Foraha oil, (Tamanu), ECOCERT, Madagascar - Not refined is typically green, dark, and milky, however color variations do occur. Our fresh material from 2011 was harvested from Madagascar's West Coast and has a Khaki color due to less rain. The decrease in rain results in a Khaki Foraha shell, thus the color variation. Increased rainfall produces a green Foraha shell and accompanying darker, greener oil indicative of the material we normally resource from North East Madagascar. When filtered the oil will be golden. It has an under appreciated vegetable scent although its other properties provide its appeal.
Foraha is luxuriant and moist. It smoothes and softens the skin without leaving a residue because it readily absorbs. It makes an exceptional carrier oil.
The botanical name Calophyllum Inophyllum is derived from the Greek, Kalos meaning beautiful and Phullon meaning leaf. It is also know as Indian Laurel, Alexandrian Laurel and Tamanu. In Samoa it is called Fetau, and Penaga Laut in Malaysia. Hawaiians call it Kamani or Kamanu. In Madagascar of course, it is Foraha.

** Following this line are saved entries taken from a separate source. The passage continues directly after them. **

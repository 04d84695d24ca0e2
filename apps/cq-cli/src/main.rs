use clap::{Parser, Subcommand};
use cq_app::{AppError, AppResult, QuizSettings, check_attempts, load_attempts};
use cq_core::to_fixed;
use cq_quiz::parse_input;
use cq_units::{ConversionFamily, UomConverter, convert_units, units_for};
use std::path::{Path, PathBuf};
use tracing_subscriber::EnvFilter;

#[derive(Parser)]
#[command(name = "cq-cli")]
#[command(about = "convquiz CLI - practice temperature and volume conversions", long_about = None)]
struct Cli {
    /// Quiz settings YAML file
    #[arg(long, global = true)]
    config: Option<PathBuf>,

    #[command(subcommand)]
    command: Commands,
}

#[derive(Subcommand)]
enum Commands {
    /// List the units of a conversion family (both when omitted)
    Units {
        /// temperature or volume
        family: Option<ConversionFamily>,
    },
    /// Convert a value without quizzing
    Convert {
        /// Value to convert
        #[arg(allow_hyphen_values = true)]
        value: String,
        /// Source unit code (e.g. degC)
        from: String,
        /// Target unit code (e.g. degF)
        to: String,
    },
    /// Check an answer
    Check {
        /// temperature or volume (defaults to the configured family)
        #[arg(long)]
        family: Option<ConversionFamily>,
        /// Value to convert, as typed
        #[arg(long, allow_hyphen_values = true)]
        value: String,
        /// Source unit code
        #[arg(long)]
        from: String,
        /// Target unit code
        #[arg(long)]
        to: String,
        /// Your converted answer, as typed
        #[arg(long, allow_hyphen_values = true)]
        answer: String,
        /// Print the expected answer as well
        #[arg(long)]
        reveal: bool,
    },
    /// Check every attempt in a YAML attempts file
    Batch {
        /// Path to the attempts YAML file
        attempts_path: PathBuf,
        /// Emit the report as JSON
        #[arg(long)]
        json: bool,
    },
}

fn main() -> AppResult<()> {
    // Initialize tracing
    tracing_subscriber::fmt()
        .with_env_filter(
            EnvFilter::try_from_default_env().unwrap_or_else(|_| EnvFilter::new("warn")),
        )
        .with_writer(std::io::stderr)
        .init();

    let cli = Cli::parse();
    let settings = load_settings(cli.config.as_deref())?;

    match cli.command {
        Commands::Units { family } => cmd_units(family),
        Commands::Convert { value, from, to } => cmd_convert(&settings, &value, &from, &to),
        Commands::Check {
            family,
            value,
            from,
            to,
            answer,
            reveal,
        } => cmd_check(
            &settings,
            family.unwrap_or(settings.default_family),
            &value,
            &from,
            &to,
            &answer,
            reveal,
        ),
        Commands::Batch {
            attempts_path,
            json,
        } => cmd_batch(&settings, &attempts_path, json),
    }
}

fn load_settings(path: Option<&Path>) -> AppResult<QuizSettings> {
    let settings = match path {
        Some(path) => QuizSettings::load(path)?,
        None => QuizSettings::default(),
    };
    settings.with_env_overrides()
}

fn cmd_units(family: Option<ConversionFamily>) -> AppResult<()> {
    let families = match family {
        Some(family) => vec![family],
        None => ConversionFamily::ALL.to_vec(),
    };
    for family in families {
        println!("{}:", family.label());
        for unit in units_for(family) {
            println!("  {:<12} {}", unit.code, unit.label);
        }
    }
    Ok(())
}

fn cmd_convert(settings: &QuizSettings, value: &str, from: &str, to: &str) -> AppResult<()> {
    let magnitude = parse_input(value)
        .ok_or_else(|| AppError::InvalidInput(format!("'{value}' is not a number")))?;
    let converted = convert_units(&UomConverter, magnitude, from, to)?;
    println!(
        "{value} {from} = {} {to}",
        to_fixed(converted, settings.decimal_places.max(2))
    );
    Ok(())
}

fn cmd_check(
    settings: &QuizSettings,
    family: ConversionFamily,
    value: &str,
    from: &str,
    to: &str,
    answer: &str,
    reveal: bool,
) -> AppResult<()> {
    let mut controller = settings.controller(UomConverter);
    controller.set_family(family);
    controller.set_input_value(value);
    controller.set_input_unit(from);
    controller.set_target_unit(to);
    controller.set_student_answer(answer);

    let verdict = controller.check_answer()?;
    println!("{verdict}");

    if reveal {
        match controller.expected_answer()? {
            Some(expected) => println!(
                "expected: {} {to}",
                to_fixed(expected, settings.decimal_places)
            ),
            None => println!("expected: - (input value is not a number)"),
        }
    }
    Ok(())
}

fn cmd_batch(settings: &QuizSettings, attempts_path: &Path, json: bool) -> AppResult<()> {
    let attempts = load_attempts(attempts_path)?;
    let report = check_attempts(settings, &UomConverter, &attempts)?;
    if json {
        println!("{}", report.to_json()?);
    } else {
        println!("{}", report.render_text());
    }
    Ok(())
}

Scientists have taken special interest in Foraha. Studies done in 1998 at University of Sherbrooke in Canada analyzed Foraha and determined coumarin in the oil contained two compounds, calanolide A and calanolide B that other studies concluded were useful against HIV. Trying to inhibit the Epstein-Barr virus scientists in Japan studied several 4-phenylcoumarins taken from Foraha. They concluded calocoumarin-A, produced positive results. Charles Darwin referred to Foraha in an article he penned in 1855 titled "Does Seawater Kill Seeds?"
Soapers can use Foraha to add moisturizing characteristics to their products.